Change Details

We seem to constantly be fighting a battle against flakey browser tets. We go through a few prolonged cycles in this area which just make the situation worse all around: **Assuming they are random, and rechecking** - My CI fails for a seemingly flakey reason - type `recheck` re running ALL jobs (not only the failed on), probably expending 30-60 minutes worth of execution time on CI nodes? - the `recheck` turned it green, so the issue doesn't get flagged up investigated and fixed **Failing to report issues & save needed details** - Report a seemingly flakey browser test in CI at a high level, linking to logs for CI runs - The team that needs to look at the failure may not look for a week or 2 as the ticket goes through their process - By time the team looks at the ticket the links to CI builds are dead and the investigation is pretty hard / not worth it at that point? - Wait for the process to repeat?
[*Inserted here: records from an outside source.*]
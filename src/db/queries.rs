use chrono::{NaiveDateTime, Utc};
use rusqlite::{params, Connection};

use crate::models::{AncillarySelection, Booking, BookingStatus, PaymentStatus};

const DT_FORMAT: &str = "%Y-%m-%d %H:%M:%S";

fn now_str() -> String {
    Utc::now().naive_utc().format(DT_FORMAT).to_string()
}

// ── Bookings ──

pub fn create_booking(conn: &Connection, booking: &Booking) -> anyhow::Result<()> {
    let passenger_details = serde_json::to_string(&booking.passenger_details)?;
    let flight_details = serde_json::to_string(&booking.flight_details)?;
    let payment_completed_at = booking
        .payment_completed_at
        .map(|dt| dt.format(DT_FORMAT).to_string());

    conn.execute(
        "INSERT INTO bookings (id, user_id, order_id, booking_reference, total_amount, total_currency,
                               passenger_details, flight_details, status, payment_status,
                               payment_completed_at, created_at, updated_at)
         VALUES (?1, ?2, ?3, ?4, ?5, ?6, ?7, ?8, ?9, ?10, ?11, ?12, ?13)",
        params![
            booking.id,
            booking.user_id,
            booking.order_id,
            booking.booking_reference,
            booking.total_amount,
            booking.total_currency,
            passenger_details,
            flight_details,
            booking.status.as_str(),
            booking.payment_status.as_str(),
            payment_completed_at,
            booking.created_at.format(DT_FORMAT).to_string(),
            booking.updated_at.format(DT_FORMAT).to_string(),
        ],
    )?;
    Ok(())
}

/// Load a booking only if it belongs to `user_id`. Missing and not-owned are
/// indistinguishable to the caller; every mutating endpoint goes through this
/// single query so there is no check-then-use gap.
pub fn get_owned_booking(
    conn: &Connection,
    user_id: &str,
    booking_id: &str,
) -> anyhow::Result<Option<Booking>> {
    let result = conn.query_row(
        "SELECT id, user_id, order_id, booking_reference, total_amount, total_currency,
                passenger_details, flight_details, status, payment_status,
                payment_completed_at, created_at, updated_at
         FROM bookings WHERE id = ?1 AND user_id = ?2",
        params![booking_id, user_id],
        |row| Ok(parse_booking_row(row)),
    );

    match result {
        Ok(booking) => Ok(Some(booking?)),
        Err(rusqlite::Error::QueryReturnedNoRows) => Ok(None),
        Err(e) => Err(e.into()),
    }
}

pub fn get_bookings_for_user(conn: &Connection, user_id: &str) -> anyhow::Result<Vec<Booking>> {
    let mut stmt = conn.prepare(
        "SELECT id, user_id, order_id, booking_reference, total_amount, total_currency,
                passenger_details, flight_details, status, payment_status,
                payment_completed_at, created_at, updated_at
         FROM bookings WHERE user_id = ?1 ORDER BY created_at DESC",
    )?;

    let rows = stmt.query_map(params![user_id], |row| Ok(parse_booking_row(row)))?;

    let mut bookings = vec![];
    for row in rows {
        bookings.push(row??);
    }
    Ok(bookings)
}

pub fn mark_booking_paid(
    conn: &Connection,
    user_id: &str,
    booking_id: &str,
) -> anyhow::Result<bool> {
    let now = now_str();
    let count = conn.execute(
        "UPDATE bookings
         SET payment_status = 'paid', status = 'confirmed',
             payment_completed_at = ?1, updated_at = ?1
         WHERE id = ?2 AND user_id = ?3",
        params![now, booking_id, user_id],
    )?;
    Ok(count > 0)
}

pub fn update_booking_totals(
    conn: &Connection,
    user_id: &str,
    booking_id: &str,
    total_amount: &str,
    total_currency: &str,
) -> anyhow::Result<bool> {
    let count = conn.execute(
        "UPDATE bookings SET total_amount = ?1, total_currency = ?2, updated_at = ?3
         WHERE id = ?4 AND user_id = ?5",
        params![total_amount, total_currency, now_str(), booking_id, user_id],
    )?;
    Ok(count > 0)
}

fn parse_booking_row(row: &rusqlite::Row) -> anyhow::Result<Booking> {
    let id: String = row.get(0)?;
    let user_id: String = row.get(1)?;
    let order_id: String = row.get(2)?;
    let booking_reference: String = row.get(3)?;
    let total_amount: String = row.get(4)?;
    let total_currency: String = row.get(5)?;
    let passenger_details_json: String = row.get(6)?;
    let flight_details_json: String = row.get(7)?;
    let status_str: String = row.get(8)?;
    let payment_status_str: String = row.get(9)?;
    let payment_completed_at_str: Option<String> = row.get(10)?;
    let created_at_str: String = row.get(11)?;
    let updated_at_str: String = row.get(12)?;

    let passenger_details =
        serde_json::from_str(&passenger_details_json).unwrap_or(serde_json::Value::Null);
    let flight_details =
        serde_json::from_str(&flight_details_json).unwrap_or(serde_json::Value::Null);

    let payment_completed_at = payment_completed_at_str
        .and_then(|s| NaiveDateTime::parse_from_str(&s, DT_FORMAT).ok());
    let created_at = NaiveDateTime::parse_from_str(&created_at_str, DT_FORMAT)
        .unwrap_or_else(|_| Utc::now().naive_utc());
    let updated_at = NaiveDateTime::parse_from_str(&updated_at_str, DT_FORMAT)
        .unwrap_or_else(|_| Utc::now().naive_utc());

    Ok(Booking {
        id,
        user_id,
        order_id,
        booking_reference,
        total_amount,
        total_currency,
        passenger_details,
        flight_details,
        status: BookingStatus::parse(&status_str),
        payment_status: PaymentStatus::parse(&payment_status_str),
        payment_completed_at,
        created_at,
        updated_at,
    })
}

// ── Ancillary Cart ──

pub fn get_ancillary_selections(
    conn: &Connection,
    user_id: &str,
    offer_id: &str,
) -> anyhow::Result<Option<Vec<AncillarySelection>>> {
    let result = conn.query_row(
        "SELECT selections FROM ancillary_selections WHERE user_id = ?1 AND offer_id = ?2",
        params![user_id, offer_id],
        |row| row.get::<_, String>(0),
    );

    match result {
        Ok(json) => {
            let selections = serde_json::from_str(&json).unwrap_or_default();
            Ok(Some(selections))
        }
        Err(rusqlite::Error::QueryReturnedNoRows) => Ok(None),
        Err(e) => Err(e.into()),
    }
}

/// Replaces the whole selection list for the `(user, offer)` pair.
/// Last write wins; there is no merge.
pub fn upsert_ancillary_selections(
    conn: &Connection,
    user_id: &str,
    offer_id: &str,
    selections: &[AncillarySelection],
) -> anyhow::Result<()> {
    let json = serde_json::to_string(selections)?;
    conn.execute(
        "INSERT INTO ancillary_selections (user_id, offer_id, selections, updated_at)
         VALUES (?1, ?2, ?3, ?4)
         ON CONFLICT(user_id, offer_id) DO UPDATE SET
           selections = excluded.selections,
           updated_at = excluded.updated_at",
        params![user_id, offer_id, json, now_str()],
    )?;
    Ok(())
}

pub fn clear_ancillary_selections(
    conn: &Connection,
    user_id: &str,
    offer_id: &str,
) -> anyhow::Result<bool> {
    let count = conn.execute(
        "DELETE FROM ancillary_selections WHERE user_id = ?1 AND offer_id = ?2",
        params![user_id, offer_id],
    )?;
    Ok(count > 0)
}

// ── Order Change Requests ──

pub fn create_change_request(
    conn: &Connection,
    id: &str,
    user_id: &str,
    booking_id: &str,
) -> anyhow::Result<()> {
    conn.execute(
        "INSERT INTO order_change_requests (id, user_id, booking_id, created_at)
         VALUES (?1, ?2, ?3, ?4)",
        params![id, user_id, booking_id, now_str()],
    )?;
    Ok(())
}

pub fn get_owned_change_request(
    conn: &Connection,
    user_id: &str,
    change_request_id: &str,
) -> anyhow::Result<Option<String>> {
    let result = conn.query_row(
        "SELECT booking_id FROM order_change_requests WHERE id = ?1 AND user_id = ?2",
        params![change_request_id, user_id],
        |row| row.get::<_, String>(0),
    );

    match result {
        Ok(booking_id) => Ok(Some(booking_id)),
        Err(rusqlite::Error::QueryReturnedNoRows) => Ok(None),
        Err(e) => Err(e.into()),
    }
}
I propose that we experiment with looking at seemingly flaky / failing browser tests centrally in the jenkins logs. I would hope that: - We can catch "trending" issues before people would normally report them - We can look at issues with multiple runs and logs being automatically provided to us (instead of waiting for people to report more failure in phabricator) - We diagnose and fix the issues faster - Everyone is happier, and we reduce the painful loops that I mention above, Collection of data: ``` ssh contint2001.wikimedia.org ls /srv/jenkins/builds/*-selenium-*/*/log | grep -v apache | xargs cat | grep ✖ | sort | uniq -c | sort -nr ``` And then replace `\s+(\d+).*(✖.*)\n` with `$1, $2\n`